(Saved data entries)

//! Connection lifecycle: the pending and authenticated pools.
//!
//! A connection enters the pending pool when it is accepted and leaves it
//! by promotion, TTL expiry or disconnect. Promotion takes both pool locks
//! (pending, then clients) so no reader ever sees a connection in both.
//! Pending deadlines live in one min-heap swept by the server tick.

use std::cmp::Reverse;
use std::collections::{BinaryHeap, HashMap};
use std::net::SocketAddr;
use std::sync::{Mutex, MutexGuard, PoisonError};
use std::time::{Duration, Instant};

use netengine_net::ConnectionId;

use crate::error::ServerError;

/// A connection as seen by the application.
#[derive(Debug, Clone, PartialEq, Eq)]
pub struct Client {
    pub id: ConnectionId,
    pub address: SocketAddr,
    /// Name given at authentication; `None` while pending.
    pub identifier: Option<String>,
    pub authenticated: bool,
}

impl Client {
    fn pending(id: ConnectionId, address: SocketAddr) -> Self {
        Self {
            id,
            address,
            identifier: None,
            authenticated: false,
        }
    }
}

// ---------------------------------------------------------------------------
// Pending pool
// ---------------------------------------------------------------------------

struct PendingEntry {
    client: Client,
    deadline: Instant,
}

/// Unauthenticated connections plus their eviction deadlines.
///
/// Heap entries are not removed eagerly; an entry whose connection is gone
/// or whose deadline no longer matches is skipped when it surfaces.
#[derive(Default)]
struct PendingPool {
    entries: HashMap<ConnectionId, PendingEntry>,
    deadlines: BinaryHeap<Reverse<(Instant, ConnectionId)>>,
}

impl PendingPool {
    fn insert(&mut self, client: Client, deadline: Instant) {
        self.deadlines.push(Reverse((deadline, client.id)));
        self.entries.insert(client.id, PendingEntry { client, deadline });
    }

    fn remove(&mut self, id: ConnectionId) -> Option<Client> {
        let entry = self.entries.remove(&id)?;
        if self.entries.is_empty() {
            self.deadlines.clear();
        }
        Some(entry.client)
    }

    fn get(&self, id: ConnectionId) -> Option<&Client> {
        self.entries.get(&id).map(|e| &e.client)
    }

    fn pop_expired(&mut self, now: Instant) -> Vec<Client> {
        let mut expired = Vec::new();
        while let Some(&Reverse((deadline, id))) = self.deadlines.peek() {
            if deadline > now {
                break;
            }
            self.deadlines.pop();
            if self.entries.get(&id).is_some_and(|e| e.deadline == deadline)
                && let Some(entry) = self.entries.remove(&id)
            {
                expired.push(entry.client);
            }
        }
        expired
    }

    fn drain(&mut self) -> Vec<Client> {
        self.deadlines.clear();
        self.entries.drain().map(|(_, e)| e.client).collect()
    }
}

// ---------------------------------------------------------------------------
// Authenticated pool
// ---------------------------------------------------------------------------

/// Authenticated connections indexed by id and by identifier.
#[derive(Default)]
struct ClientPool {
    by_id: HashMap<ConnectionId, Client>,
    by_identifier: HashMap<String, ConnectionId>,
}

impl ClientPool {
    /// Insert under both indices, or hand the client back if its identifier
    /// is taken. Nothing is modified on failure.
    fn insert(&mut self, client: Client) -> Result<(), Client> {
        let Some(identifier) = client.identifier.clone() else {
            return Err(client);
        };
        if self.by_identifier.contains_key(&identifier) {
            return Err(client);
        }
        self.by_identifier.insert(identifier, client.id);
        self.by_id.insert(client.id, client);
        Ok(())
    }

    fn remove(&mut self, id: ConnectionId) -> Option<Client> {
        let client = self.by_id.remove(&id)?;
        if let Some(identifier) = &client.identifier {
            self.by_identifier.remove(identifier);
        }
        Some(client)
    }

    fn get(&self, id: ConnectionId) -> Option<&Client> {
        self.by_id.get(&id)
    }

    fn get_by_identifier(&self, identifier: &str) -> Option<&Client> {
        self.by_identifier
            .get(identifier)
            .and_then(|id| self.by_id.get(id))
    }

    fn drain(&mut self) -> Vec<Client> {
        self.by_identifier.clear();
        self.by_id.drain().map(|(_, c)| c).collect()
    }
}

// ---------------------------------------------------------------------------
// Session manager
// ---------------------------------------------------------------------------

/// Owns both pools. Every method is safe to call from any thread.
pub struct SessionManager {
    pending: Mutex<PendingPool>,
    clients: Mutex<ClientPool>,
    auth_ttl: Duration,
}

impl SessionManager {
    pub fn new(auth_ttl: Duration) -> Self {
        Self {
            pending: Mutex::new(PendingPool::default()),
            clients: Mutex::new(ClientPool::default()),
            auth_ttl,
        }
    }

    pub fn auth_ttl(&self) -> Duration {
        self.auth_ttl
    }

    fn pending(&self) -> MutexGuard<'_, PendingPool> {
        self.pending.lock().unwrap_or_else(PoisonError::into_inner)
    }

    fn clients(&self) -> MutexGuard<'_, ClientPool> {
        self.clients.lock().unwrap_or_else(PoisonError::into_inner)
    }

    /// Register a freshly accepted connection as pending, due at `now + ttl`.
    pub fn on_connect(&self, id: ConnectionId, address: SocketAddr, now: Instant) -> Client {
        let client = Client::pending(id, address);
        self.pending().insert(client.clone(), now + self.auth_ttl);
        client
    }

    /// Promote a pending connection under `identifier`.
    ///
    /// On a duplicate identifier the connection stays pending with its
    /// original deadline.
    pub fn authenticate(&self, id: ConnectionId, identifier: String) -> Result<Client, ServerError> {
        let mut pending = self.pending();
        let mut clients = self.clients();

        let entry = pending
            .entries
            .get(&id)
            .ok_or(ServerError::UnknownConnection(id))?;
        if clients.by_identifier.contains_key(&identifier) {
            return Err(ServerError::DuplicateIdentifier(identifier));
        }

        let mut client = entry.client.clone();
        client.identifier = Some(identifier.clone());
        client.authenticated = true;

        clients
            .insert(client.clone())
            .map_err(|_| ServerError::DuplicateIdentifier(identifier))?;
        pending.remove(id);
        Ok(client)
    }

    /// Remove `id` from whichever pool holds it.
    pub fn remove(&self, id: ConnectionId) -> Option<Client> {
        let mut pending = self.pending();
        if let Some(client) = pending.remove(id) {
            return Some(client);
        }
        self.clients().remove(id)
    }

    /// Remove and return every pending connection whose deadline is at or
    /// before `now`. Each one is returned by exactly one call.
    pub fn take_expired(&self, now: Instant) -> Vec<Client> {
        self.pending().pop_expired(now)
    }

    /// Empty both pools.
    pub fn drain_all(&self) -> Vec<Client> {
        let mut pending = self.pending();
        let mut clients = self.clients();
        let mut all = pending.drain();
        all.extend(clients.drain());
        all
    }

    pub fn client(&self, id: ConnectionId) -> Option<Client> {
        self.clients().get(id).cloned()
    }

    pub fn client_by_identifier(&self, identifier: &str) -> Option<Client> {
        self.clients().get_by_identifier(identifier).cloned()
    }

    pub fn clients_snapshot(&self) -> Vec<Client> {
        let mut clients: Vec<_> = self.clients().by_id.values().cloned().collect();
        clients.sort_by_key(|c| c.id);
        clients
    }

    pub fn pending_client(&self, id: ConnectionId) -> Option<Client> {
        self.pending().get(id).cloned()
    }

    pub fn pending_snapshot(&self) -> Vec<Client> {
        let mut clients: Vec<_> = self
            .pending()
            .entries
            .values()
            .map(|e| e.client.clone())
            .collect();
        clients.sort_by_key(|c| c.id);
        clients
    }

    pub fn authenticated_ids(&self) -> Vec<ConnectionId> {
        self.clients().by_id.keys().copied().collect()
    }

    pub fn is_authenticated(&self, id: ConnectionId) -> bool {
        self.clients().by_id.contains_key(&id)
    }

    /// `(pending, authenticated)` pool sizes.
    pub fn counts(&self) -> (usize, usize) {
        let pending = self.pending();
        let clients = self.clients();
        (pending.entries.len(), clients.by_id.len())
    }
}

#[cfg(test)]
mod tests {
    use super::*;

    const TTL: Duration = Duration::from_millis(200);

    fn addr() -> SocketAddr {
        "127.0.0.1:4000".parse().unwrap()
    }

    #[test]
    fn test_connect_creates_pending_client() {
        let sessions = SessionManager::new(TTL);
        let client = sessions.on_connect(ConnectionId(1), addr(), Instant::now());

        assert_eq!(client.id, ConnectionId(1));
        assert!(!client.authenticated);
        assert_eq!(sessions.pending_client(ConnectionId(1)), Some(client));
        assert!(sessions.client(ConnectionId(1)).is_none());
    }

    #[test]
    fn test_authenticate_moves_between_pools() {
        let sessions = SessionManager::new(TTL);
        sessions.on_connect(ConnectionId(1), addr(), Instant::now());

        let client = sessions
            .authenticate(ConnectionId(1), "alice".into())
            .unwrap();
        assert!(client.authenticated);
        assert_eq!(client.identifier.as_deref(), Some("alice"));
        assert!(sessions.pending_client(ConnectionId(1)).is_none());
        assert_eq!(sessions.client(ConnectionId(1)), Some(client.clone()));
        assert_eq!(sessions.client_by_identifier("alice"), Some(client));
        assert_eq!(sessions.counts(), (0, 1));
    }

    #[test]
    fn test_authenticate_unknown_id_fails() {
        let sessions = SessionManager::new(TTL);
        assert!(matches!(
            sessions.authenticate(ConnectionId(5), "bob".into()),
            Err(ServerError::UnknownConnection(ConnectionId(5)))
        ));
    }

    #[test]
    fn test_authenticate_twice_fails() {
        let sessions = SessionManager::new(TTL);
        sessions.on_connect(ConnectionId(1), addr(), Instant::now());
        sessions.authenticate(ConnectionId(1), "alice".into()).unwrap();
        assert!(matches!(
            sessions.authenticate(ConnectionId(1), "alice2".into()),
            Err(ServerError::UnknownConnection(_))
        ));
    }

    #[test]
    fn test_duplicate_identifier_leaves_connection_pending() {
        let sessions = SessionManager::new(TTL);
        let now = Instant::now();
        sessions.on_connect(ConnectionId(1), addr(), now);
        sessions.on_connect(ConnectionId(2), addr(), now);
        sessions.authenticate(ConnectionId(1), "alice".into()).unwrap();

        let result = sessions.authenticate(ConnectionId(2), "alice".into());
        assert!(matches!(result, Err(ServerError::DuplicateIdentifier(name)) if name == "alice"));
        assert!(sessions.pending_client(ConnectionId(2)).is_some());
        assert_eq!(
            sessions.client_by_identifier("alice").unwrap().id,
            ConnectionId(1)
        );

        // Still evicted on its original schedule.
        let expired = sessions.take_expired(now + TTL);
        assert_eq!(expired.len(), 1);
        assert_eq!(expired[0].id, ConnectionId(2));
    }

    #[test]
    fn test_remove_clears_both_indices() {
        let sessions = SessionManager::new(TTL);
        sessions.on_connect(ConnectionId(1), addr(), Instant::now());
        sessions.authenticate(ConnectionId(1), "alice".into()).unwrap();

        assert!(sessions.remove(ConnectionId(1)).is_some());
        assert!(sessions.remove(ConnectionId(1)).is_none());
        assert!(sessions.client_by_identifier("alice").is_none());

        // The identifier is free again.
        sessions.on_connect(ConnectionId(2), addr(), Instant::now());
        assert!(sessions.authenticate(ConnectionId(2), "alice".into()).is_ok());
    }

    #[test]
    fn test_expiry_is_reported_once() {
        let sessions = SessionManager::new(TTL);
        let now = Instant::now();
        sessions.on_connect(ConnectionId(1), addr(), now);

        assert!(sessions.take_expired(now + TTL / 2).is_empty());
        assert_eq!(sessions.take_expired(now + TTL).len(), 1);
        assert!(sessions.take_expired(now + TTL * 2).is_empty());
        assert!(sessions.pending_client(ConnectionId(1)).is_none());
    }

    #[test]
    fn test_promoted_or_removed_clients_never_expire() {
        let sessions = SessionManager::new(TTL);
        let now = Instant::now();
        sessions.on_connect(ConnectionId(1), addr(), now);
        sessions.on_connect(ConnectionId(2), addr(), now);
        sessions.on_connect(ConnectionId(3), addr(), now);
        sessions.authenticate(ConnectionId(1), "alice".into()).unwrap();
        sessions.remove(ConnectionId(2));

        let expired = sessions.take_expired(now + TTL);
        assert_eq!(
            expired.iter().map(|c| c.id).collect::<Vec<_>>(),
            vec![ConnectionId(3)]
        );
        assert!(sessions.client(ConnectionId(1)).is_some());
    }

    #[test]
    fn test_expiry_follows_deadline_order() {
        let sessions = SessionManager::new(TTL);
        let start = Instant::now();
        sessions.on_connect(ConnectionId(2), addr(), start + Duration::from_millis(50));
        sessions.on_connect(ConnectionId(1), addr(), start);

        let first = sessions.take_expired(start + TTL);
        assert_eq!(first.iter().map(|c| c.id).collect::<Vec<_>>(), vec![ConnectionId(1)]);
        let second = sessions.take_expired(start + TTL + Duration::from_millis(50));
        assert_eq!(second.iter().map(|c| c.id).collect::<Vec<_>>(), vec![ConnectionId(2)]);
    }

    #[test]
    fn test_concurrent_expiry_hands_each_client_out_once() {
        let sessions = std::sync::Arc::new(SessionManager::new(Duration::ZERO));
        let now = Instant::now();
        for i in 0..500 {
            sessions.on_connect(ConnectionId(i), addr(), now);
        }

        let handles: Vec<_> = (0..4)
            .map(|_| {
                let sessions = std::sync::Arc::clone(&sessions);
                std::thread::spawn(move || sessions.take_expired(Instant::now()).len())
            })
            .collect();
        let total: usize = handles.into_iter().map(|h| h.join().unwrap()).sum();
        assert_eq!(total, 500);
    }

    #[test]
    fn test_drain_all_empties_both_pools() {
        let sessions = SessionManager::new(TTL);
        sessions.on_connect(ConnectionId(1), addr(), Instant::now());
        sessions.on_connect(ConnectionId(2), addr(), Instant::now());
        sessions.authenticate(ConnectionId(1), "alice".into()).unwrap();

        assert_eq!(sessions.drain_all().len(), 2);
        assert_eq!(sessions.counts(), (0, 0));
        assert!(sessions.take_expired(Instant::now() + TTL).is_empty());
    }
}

What is expected
Each line of the data that includes the word "second" counts once; report the total and nothing more.

Your response
2